ステップ4:デザインする(DESIGN)

 このDESIGNのステップは、組織の社会的基本的設計概念を創り出すことであり、前述の「ポジヴィリティステートメント(Possibility Statement)」を創造し、それを組織の 中に組み込むようにデザインするの段階です。

 この「ポジヴィリティステートメント」は、組織のさまざまな要素と関連しています。たとえば、リーダーシップ、意思決定、コミュニケーション、またカスタマーサービスなどに関連しており、それぞれの要素に反映させることが可能になります。すなわち、それぞれの要素の中に、発見したこと (DICOVERY)と最高の未来像を描いたこと(DREAM)を統合するように、組織が成功している具体的な状態をデザインすることがとても大切になります。

ステップ5:宿命づける・持続する(DESTINY/DELIVER)

 宿命づける(DESTINY)ステップでは、将来の新しいイメージを組織のメンバーに伝搬し、共迪の目的意識や動きを育て続けることができるようになる段階なのです。わかちあっ た最高の未来像をベースにしながら、この段階の行動は、学び続けることであったり、時には調節することであったり、時には即興的に動いたりできるようになる状態を指しています。このステップでは、変革や実践への流れや勢い、その潜在力は高くなってきているでしょう。なぜなら、このステップまでに、最高の未来像のポジティヴイメージをシェアしたり、すべての人と最高の未来像をともに創り出すやりとりが積極的に行われたりしているからです。AIアプローチを持続させるカギとなるのは、「アプリシエイティヴな眼appreciative eye)」をもつことであると述べられています (Cooperrider et.al, 2008)。

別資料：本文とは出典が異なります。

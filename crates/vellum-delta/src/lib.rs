//! Vellum Delta - Structural diffs and change-set containers
//!
//! This crate implements the change capture half of the engine:
//! - The `Delta` primitive: an immutable {deleted, inserted} partial pair
//! - Typed patches with enumerated fields and declared merge strategies
//! - `ElementsDelta`: per-element change-set over a scene
//! - `AppStateDelta`: change-set over the observed UI-state projection
//! - The plain wire shape and `restore()` hydration

pub mod app_state;
pub mod delta;
pub mod elements;
pub mod patch;
pub mod wire;

pub use app_state::*;
pub use delta::*;
pub use elements::*;
pub use patch::*;
pub use wire::*;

 AIアプローチでは、以上のように、5つの原理と5つのプロセスを大切にしながら、ポジティヴチェンジを生み出そうとする組織開発のアプローチです。このAIアプローチのベー スには、Lewinの変容モデルに示されている3つのフェイズが想定されています。

 それは、過去のよい状態から気づき学ぶ能力をもつ状態(continuity)、予期せぬ創造的な行為が生まれるアイディアに気づく状態(novelty)、そしてその結果、システムに新しい変化が起こり望ましい状態に向けて行動が生まれる状態(transition)の3つのフェイズが考えられます(図)。

 AIアプローチでは、組織の日々の活動の中にあるアイデンティティ、プライド、賢明さや伝統などの事象に光を当てることから始まり、その日々の連続性(continuity)は、変化が生まれることは当然であるという認識をもつようになることが重要になります。その状態を、Lewinの言葉では溶解作用(unfreeze)が起こる状態といえます。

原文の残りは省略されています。